Las aguas aterradoras anticipan, pues, el *juicio definitivo por el
fuego (2Pe 3,5ss; cf. Sal 29.10; Lc 3,16s) y dejan a su paso una
tierra nueva (Gén 8,11).

3. Las aguas purificadoras.
El tema de las aguas de la ira converge con otro aspecto del agua
bienhechora: ésta no es solo poder de vida, sino que es también lo
que lava y hace desaparecer las impurezas (cf. Ez 16,4-9; 23,40).
Uno de los ritos elementales de la *hospitalidad era el de lavar los
pies al huésped para limpiarlo del polvo del camino (Gén 18,4; 19,2;
cf. Lc 7,44; ITim 5,10); y Jesús, la víspera de su muerte, quiso
desempeñar personalmente esta tarea de servidor como signo
ejemplar de humildad y de caridad cristiana (Jn 13,2-15).
El agua, instrumento de limpieza física, es con frecuencia símbolo
de pureza moral.

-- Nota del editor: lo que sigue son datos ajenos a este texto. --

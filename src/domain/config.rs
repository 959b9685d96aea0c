//! Loading the static, file-configured domain list.
//!
//! Kept intentionally separate from [`crate::config`]: this file reloads on
//! `SIGHUP` while the rest of server configuration does not (spec §3,
//! "Configuration is static (file-loaded at startup and on SIGHUP)").

use std::path::Path;

use anyhow::{Context, Result};
use serde::Deserialize;

use crate::model::Domain;

#[derive(Debug, Deserialize)]
struct DomainsFile {
    #[serde(default)]
    domains: Vec<Domain>,
}

pub fn load_domains(path: &Path) -> Result<Vec<Domain>> {
    let content = std::fs::read_to_string(path)
        .with_context(|| format!("failed to read domains config: {}", path.display()))?;
    load_domains_str(&content)
}

pub fn load_domains_str(content: &str) -> Result<Vec<Domain>> {
    let file: DomainsFile =
        toml::from_str(content).context("failed to parse domains config as TOML")?;
    Ok(file.domains)
}
//! Chunked chat-transport [`AlertSink`], backed by a single outbound
//! webhook endpoint (compatible with Slack/Discord/Mattermost-style
//! `{"text": "..."}` webhooks).

use async_trait::async_trait;
use serde::Serialize;

use super::{AlertMessage, AlertSink, HeartbeatMessage, chunk_message};
use crate::config::AlertTransportConfig;

pub struct ChatAlertSink {
    client: reqwest::Client,
    config: AlertTransportConfig,
}

#[derive(Serialize)]
struct WebhookBody<'a> {
    text: &'a str,
}

impl ChatAlertSink {
    pub fn new(config: AlertTransportConfig) -> Self {
        Self {
            client: reqwest::Client::new(),
            config,
        }
    }

    async fn post_chunked(&self, text: &str) -> anyhow::Result<()> {
        for chunk in chunk_message(text, self.config.chunk_max_chars) {
            self.post_once(&chunk).await?;
        }
        Ok(())
    }

    /// Sends a single chunk, retrying once on transport failure (not on a
    /// non-2xx response, which usually indicates a bad payload rather than
    /// a flaky network).
    async fn post_once(&self, text: &str) -> anyhow::Result<()> {
        let attempt = |sink: &Self, text: &str| {
            sink.client
                .post(&sink.config.api_base_url)
                .bearer_auth(&sink.config.api_token)
                .json(&WebhookBody { text })
                .send()
        };

        let response = match attempt(self, text).await {
            Ok(resp) => resp,
            Err(_) => attempt(self, text).await?,
        };

        let status = response.status();
        if !status.is_success() {
            let body = response.text().await.unwrap_or_default();
            anyhow::bail!("chat alert transport returned {status}: {body}");
        }
        Ok(())
    }
}

#[async_trait]
impl AlertSink for ChatAlertSink {
    async fn send_transition(&self, message: &AlertMessage) -> anyhow::Result<()> {
        let mut text = format!("[{:?}] {}: {}", message.transition, message.subject, message.summary);
        if let Some(detail) = &message.detail {
            text.push('\n');
            text.push_str(detail);
        }
        self.post_chunked(&text).await
    }

    async fn send_heartbeat(&self, message: &HeartbeatMessage) -> anyhow::Result<()> {
        self.post_chunked(&message.body).await
    }

    async fn send_escalation_report(&self, subject: &crate::model::SubjectId, report: &str) -> anyhow::Result<()> {
        let text = format!("escalation report for {subject}:\n{report}");
        self.post_chunked(&text).await
    }
}

#[cfg(test)]
mod tests {
    use super::*;

    #[test]
    fn webhook_body_serializes_as_text_field() {
        let body = WebhookBody { text: "hello" };
        let json = serde_json::to_string(&body).unwrap();
        assert_eq!(json, r#"{"text":"hello"}"#);
    }
}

Se usa lavarse las manos para significar que son
inocentes y que no han perpetrado el mal (Sal 26,6; cf. Mt 27,24). El
pecador que abandona sus pecados y se convierte es como un
hombre manchado que se lava (Is 1,16); asimismo Dios «lava' al
pecador, al que *perdona sus faltas (Sal 51,4). Por el diluvio
«purificó» Dios la tierra exterminando a los impíos (cf. IPe 3,20s).
El ritual judío prescribía numerosas *purificaciones por el agua: el
sumo sacerdote debía lavarse para prepararse a su investidura (Ex
29,4; 40,12) o al gran día de la *expiación (Lev 16,4.24); había
prescritas abluciones por el agua si se había tocado un cadáver (Lev
11,40; 17, 1 5s), para purificarse de la *lepra (Lev 14,8s) o de toda
impureza sexual (Lev 15). Estas diferentes purificaciones del cuerpo
debían significar la purificación interior del *corazón, necesaria a
quien quisiera acercarse al Dios tres veces *santo. Pero eran
impotentes para procurar eñcazmente la pureza del alma. En la
nueva alianza, Cristo instituirá un nuevo modo de purificación; en las
bodas de Caná lo anuncia en forma simbólica cambiando el agua
destinada a los purificaciones rituales (Jn 2,6) en *vino, el cual
simboliza ya el Espiritu, ya la palabra purificadora (Jn 15,3; cf. 13,10).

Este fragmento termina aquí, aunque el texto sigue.